Smurfit Kappa said its fourth quarter profit rose to €62m from €33m
Packaging group Smurfit Kappa has reported a 91% jump in fourth quarter pre-tax profits and said that it expects to achieve continued earnings growth in 2014.
The company designs and manufactures paper-based packaging for the likes of Unilever and Procter & Gamble.
Smurfit Kappa said its fourth quarter profit rose to €62m from €33m, while its revenues for the three months to the end of December climbed by 11% to €2.033 billion.
Revenues for the full year to the end of December rose by 8% from €7.335 billion to €7.957 billion with a boost from acquisitions being somewhat offset by currency movements.
Full year pre-tax profits fell by 8% to €294m from €319m due mainly to higher finance costs.
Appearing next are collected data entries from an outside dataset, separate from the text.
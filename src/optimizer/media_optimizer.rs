//! # Media Optimizer Main Orchestrator
//!
//! Orchestratore principale del comando `compress`.
//!
//! ## Flusso di esecuzione:
//! 1. **Validazione**: configurazione e directory radice
//! 2. **Selezione**: tutti i file sopra `min_size_mb`, dal più grande
//! 3. **Dependency check**: ffmpeg (solo warning, serve per audio/video)
//! 4. **Processing sequenziale**: un file alla volta via `TaskOptimizer`
//! 5. **Statistiche**: riepilogo finale con byte risparmiati
//!
//! Un errore su un singolo file non interrompe mai il run; solo una radice
//! non valida lo termina, prima di qualsiasi operazione sui file.

use crate::{
    config::Config,
    file_manager::{FileCandidate, FileManager},
    media_kind::MediaKind,
    optimizer::task_optimizer::TaskOptimizer,
    progress::{OptimizationStats, ProgressManager},
    replacer::CompressionOutcome,
    transcoder::Transcoder,
};
use anyhow::Result;
use std::path::Path;
use tracing::{info, warn};

/// Orchestratore principale
pub struct MediaOptimizer {
    config: Config,
    task: TaskOptimizer,
}

impl MediaOptimizer {
    /// Crea nuova istanza dell'ottimizzatore
    pub fn new(config: Config) -> Result<Self> {
        config.validate()?;
        let task = TaskOptimizer::new(config.clone());
        Ok(Self { config, task })
    }

    /// Esegue la compressione di tutta la directory
    pub async fn run(&self, root: &Path) -> Result<OptimizationStats> {
        let start_time = std::time::Instant::now();
        self.log_configuration(root);

        let files = FileManager::select_files(root, self.config.min_size_mb)?;
        let mut stats = OptimizationStats::new();

        if files.is_empty() {
            info!("[Info] No files over {} MB found in {}", self.config.min_size_mb, root.display());
            return Ok(stats);
        }

        self.check_dependencies(&files).await;

        info!(
            "[Start] Found {} files over {}MB ({} total). Compressing...",
            files.len(),
            self.config.min_size_mb,
            FileManager::format_size(files.iter().map(|f| f.size).sum())
        );

        let progress = ProgressManager::new(files.len() as u64, self.config.show_progress);

        for candidate in &files {
            progress.set_message(&candidate.name());
            let outcome = self.task.process_file(candidate).await;
            stats.record(&outcome, candidate.size);
            progress.update(&Self::progress_message(candidate, &outcome));
        }

        let summary = stats.format_summary();
        progress.finish(&summary);
        info!("✅ {} in {:.1}s", summary, start_time.elapsed().as_secs_f64());

        Ok(stats)
    }

    fn log_configuration(&self, root: &Path) {
        info!("Starting compression in: {}", root.display());
        info!(
            "🎯 Ratio: {}% | JPEG quality: {} | Video: CRF {} ({}) | Audio: {}",
            self.config.compression_ratio,
            self.config.jpeg_quality,
            self.config.video_crf,
            self.config.video_preset,
            self.config.audio_bitrate
        );
        if self.config.dry_run {
            info!("🧪 Dry run mode: No files will be modified");
        }
    }

    /// Warn early when audio/video files are queued but ffmpeg is missing
    async fn check_dependencies(&self, files: &[FileCandidate]) {
        let needs_ffmpeg = files.iter().any(|f| {
            matches!(
                MediaKind::from_path(&f.path),
                Some(MediaKind::Video(_)) | Some(MediaKind::Audio(_))
            )
        });

        if needs_ffmpeg {
            if let Err(e) = Transcoder::check_dependencies().await {
                warn!("⚠️ {} - video and audio files will be reported as errors", e);
            }
        }
    }

    fn progress_message(candidate: &FileCandidate, outcome: &CompressionOutcome) -> String {
        match outcome {
            CompressionOutcome::Replaced { original_size, new_size } => format!(
                "✅ {}: {:.1}% saved",
                candidate.name(),
                FileManager::calculate_reduction(*original_size, *new_size)
            ),
            CompressionOutcome::Skipped(_) => format!("⏩ {}", candidate.name()),
            CompressionOutcome::Failed(_) => format!("❌ {}", candidate.name()),
        }
    }
}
Operating profits for the 12 month period rose by 2% to €643m from €630m in 2012.
The company said it was recommending a final dividend of 30.75 cents for 2013, up 50% on the previous year.
Shares in the company closed 4.9% higher in Dublin trade.
Smurfit Kappa’s group chief executive Gary McGann said that during 2013 the company completed its main financial restructuring activity moving from being a leveraged company to achieving a corporate credit profile.
“As a consequence, the profile of the group has fundamentally changed and the progress made offers the company a wide range of strategic and financial options,” Mr McGann said.
Smurfit Kappa said today that is looking for acquisitions in the Americas and eastern Europe and will return cash to shareholders if it does not find the right target.
The company said it had managed to bring down its net debt by 6% in 2013 to €2.6 billion, which boosts its available cash.
Looking forward to this year – and based on the current economic outlook – CEO Gary McGann said that the company expects to achieve continued earnings growth.
“This will be delivered in the context of the fundamental financial, strategic and differentiation initiatives commenced in 2013 and as the European packaging business progressively secures the recovery of input cost increases through higher box prices,” the CEO said.
“Today, the Group is in a strong position to further optimise its integrated European operations and to increase its unique Americas exposure through the use of its strong balance sheet and its proven management thereby continuing to deliver earnings growth and improved returns to our shareholders,” Mr McGann added.